Where a line of the data holds the word "ABOUTME", copy that line.

Available records: Begin

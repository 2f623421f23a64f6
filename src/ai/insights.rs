// ABOUTME: LLM-generated weather insight reports for city batches and single cities
// ABOUTME: Accepts current or legacy field names and tolerates non-JSON model output
//
// SPDX-License-Identifier: MIT OR Apache-2.0
// Copyright (c) 2025 Pierre Fitness Intelligence

//! # Weather Insights
//!
//! The model is asked for a JSON object. Replies are accepted as bare JSON,
//! fenced JSON, or JSON embedded in prose; anything else is kept verbatim as
//! the `summary`.

use super::prompts::{CITY_INSIGHT_SYSTEM_PROMPT, INSIGHTS_SYSTEM_PROMPT};
use crate::constants::llm::{
    CITY_INSIGHT_MAX_TOKENS, DEEPSEEK_DEFAULT_MODEL, INSIGHTS_MAX_TOKENS, INSIGHTS_TEMPERATURE,
};
use crate::constants::weather::UNKNOWN_POLLUTANT;
use crate::errors::AppResult;
use crate::llm::{ChatMessage, ChatRequest, LlmProvider};
use crate::weather::{assess_alert, AlertSeverity, WeatherSnapshot};
use chrono::{DateTime, Utc};
use serde::de::DeserializeOwned;
use serde::{Deserialize, Serialize};
use std::sync::Arc;
use tracing::{debug, instrument};

/// One city's readings as posted by clients
///
/// Every field is optional on the wire. Legacy payloads name the pollutant
/// either `dominantPollutant` or `dominentPollutant`; both are read.
#[derive(Debug, Clone, Default, PartialEq, Serialize, Deserialize)]
#[serde(rename_all = "camelCase", default)]
pub struct CityWeatherRecord {
    /// Display name
    pub city: Option<String>,
    /// `"City, CC"` label
    pub location: Option<String>,
    /// °C
    pub temperature: f64,
    /// %
    pub humidity: f64,
    /// mm
    pub precipitation: f64,
    /// km/h
    pub wind_speed: f64,
    /// hPa
    pub pressure: f64,
    /// Condition label
    pub weather_condition: Option<String>,
    /// Observation time as sent
    pub timestamp: Option<String>,
    /// Legacy index, equal to temperature when absent
    pub aqi: Option<f64>,
    /// Legacy pollutant readings
    pub pm25: f64,
    /// Legacy pollutant readings
    pub pm10: f64,
    /// Legacy pollutant readings
    pub o3: f64,
    /// Legacy pollutant readings
    pub no2: f64,
    /// Legacy pollutant readings
    pub so2: f64,
    /// Legacy pollutant readings
    pub co: f64,
    /// Legacy pollutant name
    pub dominant_pollutant: Option<String>,
    /// Misspelled legacy pollutant name
    #[serde(rename = "dominentPollutant")]
    pub dominent_pollutant: Option<String>,
}

impl CityWeatherRecord {
    /// Best available name
    #[must_use]
    pub fn name(&self) -> &str {
        self.city
            .as_deref()
            .or(self.location.as_deref())
            .unwrap_or("Unknown city")
    }

    /// Pollutant under either spelling, `"Unknown"` when neither is set
    #[must_use]
    pub fn pollutant(&self) -> &str {
        self.dominant_pollutant
            .as_deref()
            .or(self.dominent_pollutant.as_deref())
            .unwrap_or(UNKNOWN_POLLUTANT)
    }

    /// Condition label, empty when absent
    #[must_use]
    pub fn condition(&self) -> &str {
        self.weather_condition.as_deref().unwrap_or_default()
    }

    /// Local alert severity for the record's readings
    #[must_use]
    pub fn severity(&self) -> AlertSeverity {
        let snapshot = WeatherSnapshot {
            location: self.name().to_owned(),
            temperature: self.temperature,
            humidity: self.humidity,
            precipitation: self.precipitation,
            wind_speed: self.wind_speed,
            pressure: self.pressure,
            weather_condition: self.condition().to_owned(),
            timestamp: self
                .timestamp
                .as_deref()
                .and_then(|t| DateTime::parse_from_rfc3339(t).ok())
                .map_or_else(Utc::now, |t| t.with_timezone(&Utc)),
            api_source: String::new(),
        };
        assess_alert(&snapshot).severity
    }

    fn prompt_line(&self) -> String {
        format!(
            "- {}: {}°C, {}% humidity, {}mm precipitation, {} km/h wind, {} hPa, condition: {}",
            self.name(),
            self.temperature,
            self.humidity,
            self.precipitation,
            self.wind_speed,
            self.pressure,
            self.condition()
        )
    }
}

impl From<&WeatherSnapshot> for CityWeatherRecord {
    fn from(s: &WeatherSnapshot) -> Self {
        Self {
            city: Some(s.location.clone()),
            location: Some(s.location.clone()),
            temperature: s.temperature,
            humidity: s.humidity,
            precipitation: s.precipitation,
            wind_speed: s.wind_speed,
            pressure: s.pressure,
            weather_condition: Some(s.weather_condition.clone()),
            timestamp: Some(s.timestamp.to_rfc3339()),
            aqi: Some(s.temperature),
            dominant_pollutant: Some(UNKNOWN_POLLUTANT.to_owned()),
            ..Self::default()
        }
    }
}

/// Report over a batch of cities
#[derive(Debug, Clone, Default, PartialEq, Eq, Serialize, Deserialize)]
#[serde(rename_all = "camelCase", default)]
pub struct WeatherInsights {
    /// Overall picture
    pub summary: String,
    /// Observations
    pub key_findings: Vec<String>,
    /// Advice
    pub recommendations: Vec<String>,
    /// Cities with hazardous conditions
    pub risk_cities: Vec<String>,
}

/// Briefing for one city
#[derive(Debug, Clone, Default, PartialEq, Eq, Serialize, Deserialize)]
#[serde(rename_all = "camelCase", default)]
pub struct CityInsight {
    /// City name
    pub city: String,
    /// Briefing text
    pub summary: String,
    /// Model-assessed risk, or the local severity when the model gave none
    pub risk_level: String,
    /// Advice
    pub recommendations: Vec<String>,
}

/// Find the JSON object in a model reply
fn extract_json<T: DeserializeOwned>(text: &str) -> Option<T> {
    let trimmed = text.trim();
    if let Ok(value) = serde_json::from_str(trimmed) {
        return Some(value);
    }
    let start = trimmed.find('{')?;
    let end = trimmed.rfind('}')?;
    if end <= start {
        return None;
    }
    serde_json::from_str(&trimmed[start..=end]).ok()
}

const fn severity_label(severity: AlertSeverity) -> &'static str {
    match severity {
        AlertSeverity::None => "none",
        AlertSeverity::Advisory => "advisory",
        AlertSeverity::Warning => "warning",
        AlertSeverity::Severe => "severe",
    }
}

/// Generates insight reports via an LLM
#[derive(Clone)]
pub struct InsightsService {
    llm: Arc<dyn LlmProvider>,
}

impl InsightsService {
    /// Create a service backed by `llm`
    #[must_use]
    pub fn new(llm: Arc<dyn LlmProvider>) -> Self {
        Self { llm }
    }

    /// Model behind the reports
    #[must_use]
    pub const fn llm(&self) -> &Arc<dyn LlmProvider> {
        &self.llm
    }

    async fn ask(&self, system: &str, user: String, max_tokens: u32) -> AppResult<String> {
        let request = ChatRequest::new(vec![ChatMessage::system(system), ChatMessage::user(user)])
            .with_model(DEEPSEEK_DEFAULT_MODEL)
            .with_temperature(INSIGHTS_TEMPERATURE)
            .with_max_tokens(max_tokens);
        Ok(self.llm.complete(&request).await?.content)
    }

    /// Report over `records`
    ///
    /// # Errors
    ///
    /// Returns an error if the model call fails
    #[instrument(skip(self, records), fields(cities = records.len()))]
    pub async fn generate_insights(&self, records: &[CityWeatherRecord]) -> AppResult<WeatherInsights> {
        let lines: Vec<String> = records.iter().map(CityWeatherRecord::prompt_line).collect();
        let user = format!(
            "Current readings for {} cities:\n{}",
            records.len(),
            lines.join("\n")
        );
        let reply = self.ask(INSIGHTS_SYSTEM_PROMPT, user, INSIGHTS_MAX_TOKENS).await?;

        Ok(extract_json(&reply).unwrap_or_else(|| {
            debug!("Insight reply was not JSON, keeping it as the summary");
            WeatherInsights {
                summary: reply.trim().to_owned(),
                ..WeatherInsights::default()
            }
        }))
    }

    /// Briefing for one city, `None` when the model returned nothing
    ///
    /// # Errors
    ///
    /// Returns an error if the model call fails
    #[instrument(skip(self, record), fields(city = record.name()))]
    pub async fn generate_city_insight(
        &self,
        record: &CityWeatherRecord,
    ) -> AppResult<Option<CityInsight>> {
        let user = format!("Current readings:\n{}", record.prompt_line());
        let reply = self
            .ask(CITY_INSIGHT_SYSTEM_PROMPT, user, CITY_INSIGHT_MAX_TOKENS)
            .await?;
        if reply.trim().is_empty() {
            return Ok(None);
        }

        let mut insight = extract_json::<CityInsight>(&reply).unwrap_or_else(|| CityInsight {
            summary: reply.trim().to_owned(),
            ..CityInsight::default()
        });
        if insight.city.is_empty() {
            record.name().clone_into(&mut insight.city);
        }
        if insight.risk_level.is_empty() {
            severity_label(record.severity()).clone_into(&mut insight.risk_level);
        }
        Ok(Some(insight))
    }
}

Available records: End

### Problem solution
// ABOUTME: LLM-generated weather insight reports for city batches and single cities
// ABOUTME: Accepts current or legacy field names and tolerates non-JSON model output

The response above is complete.